Reino Unido

Parlamento aprova pedido de adiamento do Brexit por três meses

Parlamento aprova pedido de adiamento do Brexit por três meses

A Câmara dos Comuns mandatou, na quinta-feira, a primeira-ministra para pedir à União Europeia o adiamento da saída do Reino Unido pelo menos até 30 de junho, mas que poderá ter de ser maior, se o Conselho Europeu do próximo dia 21 autorizar.

Numa moção aprovada por uma maioria de 210 votos (412 a favor e 202 contra), o prazo de três meses para o Brexit é o considerado necessário para a publicação da legislação, desde que o Parlamento aprove até à próxima quarta-feira, dia 20, o acordo negociado e o quadro para a futura relação com a UE.

Caso contrário, como se espera, "é altamente provável" que o Conselho Europeu, que se reúne logo no dia seguinte, salienta o texto proposto por Theresa May, "exija um objetivo claro para qualquer extensão".

"Tomámos nota da votação de hoje. O pedido para uma extensão do Artigo 50.º requer um acordo unânime dos 27 estados-membros. Cabe ao Conselho Europeu considerar esse pedido, dando prioridade à necessidade de assegurar o funcionamento das instituições da UE e tendo em conta as razões para a possível extensão e a sua duração", reagiu a Comissão.

Eleições Europeias

Aquele objetivo é "muito importante para determinar a duração" do adiamento, salienta a resolução. "Qualquer extensão além de 30 de junho de 2019 requer que o Reino Unido realize eleições para o Parlamento Europeu em maio".

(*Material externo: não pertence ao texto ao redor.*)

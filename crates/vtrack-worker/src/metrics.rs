//! Pipeline metrics.

use metrics::counter;

/// Metric name constants.
pub mod names {
    /// Upload events that completed ingestion (including redeliveries).
    pub const UPLOADS_INGESTED_TOTAL: &str = "vtrack_uploads_ingested_total";

    /// Upload events whose ingestion unit aborted, by retryability.
    pub const UPLOADS_FAILED_TOTAL: &str = "vtrack_uploads_failed_total";

    /// Seed compensations after a failed work-item publish.
    pub const INGEST_COMPENSATIONS_TOTAL: &str = "vtrack_ingest_compensations_total";

    /// Entities changed by a progress message.
    pub const PROGRESS_UPDATES_TOTAL: &str = "vtrack_progress_updates_total";

    /// Terminal notifications, by outcome.
    pub const NOTIFICATIONS_TOTAL: &str = "vtrack_notifications_total";

    /// Messages dropped without effect, by reason.
    pub const MESSAGES_SKIPPED_TOTAL: &str = "vtrack_messages_skipped_total";

    /// Stream entries moved to the dead letter stream, by source stream.
    pub const DEAD_LETTERED_TOTAL: &str = "vtrack_dead_lettered_total";
}

pub fn record_ingested(already_ingested: bool) {
    let outcome = if already_ingested { "redelivery" } else { "committed" };
    counter!(names::UPLOADS_INGESTED_TOTAL, "outcome" => outcome).increment(1);
}

pub fn record_ingest_failure(retryable: bool) {
    let kind = if retryable { "retryable" } else { "fatal" };
    counter!(names::UPLOADS_FAILED_TOTAL, "kind" => kind).increment(1);
}

pub fn record_compensation(reverted: bool) {
    let outcome = if reverted { "reverted" } else { "failed" };
    counter!(names::INGEST_COMPENSATIONS_TOTAL, "outcome" => outcome).increment(1);
}

pub fn record_progress_update(entered_terminal: bool) {
    counter!(
        names::PROGRESS_UPDATES_TOTAL,
        "terminal" => entered_terminal.to_string()
    )
    .increment(1);
}

pub fn record_notification(outcome: &'static str) {
    counter!(names::NOTIFICATIONS_TOTAL, "outcome" => outcome).increment(1);
}

pub fn record_skipped(reason: &'static str) {
    counter!(names::MESSAGES_SKIPPED_TOTAL, "reason" => reason).increment(1);
}

pub fn record_dead_lettered(stream: &str) {
    counter!(names::DEAD_LETTERED_TOTAL, "stream" => stream.to_string()).increment(1);
}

Horas antes, o presidente do Conselho, Donald Tusk, anunciou tencionar pedir aos 27 que aceitem "uma longa extensão" para que o Reino Unido repense a sua estratégia e consiga "construir um consenso".

A decisão culminou uma jornada parlamentar intensa para tentar jogar, com "nuances" expressas em quatro propostas de emenda, a última cartada da câmara baixa do Parlamento.

A primeira, derrotada por expressiva maioria de 249 votos (334 contra e 85 a favor), propunha um segundo referendo, aproveitando o adiamento, mas não foi apoiada pelo Partido Trabalhista, que se dividiu: a maioria dos 245 deputados absteve-se, 25 votaram a favor e 18 contra.

O maior partido da oposição defende um segundo referendo, desde que sobre os termos do acordo de saída que for aprovado no Parlamento. "Hoje, a questão é se o artigo 50.º deve ser estendido e se conseguimos decidir uma justificação", explicou o porta-voz trabalhista, Keir Starmer.

Encontrar a Solução

Uma proposta de emenda do "Labour" defendia a prorrogação do prazo para encontrar no Parlamento uma maioria em torno de uma solução que o Governo não foi capaz de construir. Foi rejeitada com uma diferença de apenas 16 votos (318 contra e 312 a favor).

Mesmo assim, o líder trabalhista, Jeremy Corbyn, desafiou May a deixar cair o seu acordo, que "não é viável", "após vários dias de caos no Governo e várias derrotas", e a trabalharem juntos "para encontrar uma solução para a crise", anunciando estar a reunir-se com deputados de vários partidos "para encontrar um consenso".

Mais renhida foi a votação de uma proposta apresentada pelas deputadas trabalhistas Hillary Benn e Yvette Cooper e pelos conservadores Olivier Letwin e Dominic Grieve, com o apoio de Liberais Democratas e do novo Grupo Independente (com desistentes trabalhistas e conservadores).

Defendendo a suspensão da prerrogativa de prioridade de agendamento do Governo, o que significaria o controlo do processo do Brexit pelo Parlamento, a emenda foi rejeitada por apenas dois votos - 314 contra e 312 a favor. Isto foi possível porque 15 "tories" votaram a favor e seis deputados do "Labour" pronunciaram-se contra.

Adiamento é "boa notícia"

"Neste processo não há ótimas notícias, mas esta é uma boa notícia visto que o pior de tudo seria uma saída sem acordo no próximo dia 29 de março", precisou Augusto Santos Silva. O ministro afirmou que esta mudança não vai alterar a decisão do Governo português em ter um plano de contingência para uma saída sem acordo, ainda que dê mais tempo para a sua preparação.

"Não me pronuncio sobre questões internas do Reino Unido. O que vale, e é sobre isso que temos trabalhado, é a decisão do povo britânico no referendo de 2016 de abandonar a União Europeia (UE) e para isso nos temos preparado", assegurou.

O ministro defendeu ainda que a saída do Reino Unido deve ser feita "de forma organizada" e deve permitir que ambas as partes - Reino Unido e União Europeia - "estabeleçam uma relação económica e política o mais estreita possível".